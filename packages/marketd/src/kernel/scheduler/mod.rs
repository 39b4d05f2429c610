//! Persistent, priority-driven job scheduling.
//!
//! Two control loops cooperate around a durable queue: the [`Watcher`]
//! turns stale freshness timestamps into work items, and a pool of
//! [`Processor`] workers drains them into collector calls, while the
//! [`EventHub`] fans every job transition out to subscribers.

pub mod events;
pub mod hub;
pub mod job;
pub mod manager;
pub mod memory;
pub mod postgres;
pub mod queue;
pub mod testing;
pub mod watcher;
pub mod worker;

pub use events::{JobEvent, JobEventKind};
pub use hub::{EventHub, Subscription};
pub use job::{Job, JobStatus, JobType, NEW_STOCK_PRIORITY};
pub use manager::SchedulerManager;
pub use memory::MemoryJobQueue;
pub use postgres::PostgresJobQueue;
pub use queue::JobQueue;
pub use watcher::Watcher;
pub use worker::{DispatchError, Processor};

__Description of the task__. Only the lines from the one holding "pub use memory::MemoryJobQueue;" to the end of the listing are to be written out, word for word.

__Response__.
pub use memory::MemoryJobQueue;
pub use postgres::PostgresJobQueue;
pub use queue::JobQueue;
pub use watcher::Watcher;
pub use worker::{DispatchError, Processor};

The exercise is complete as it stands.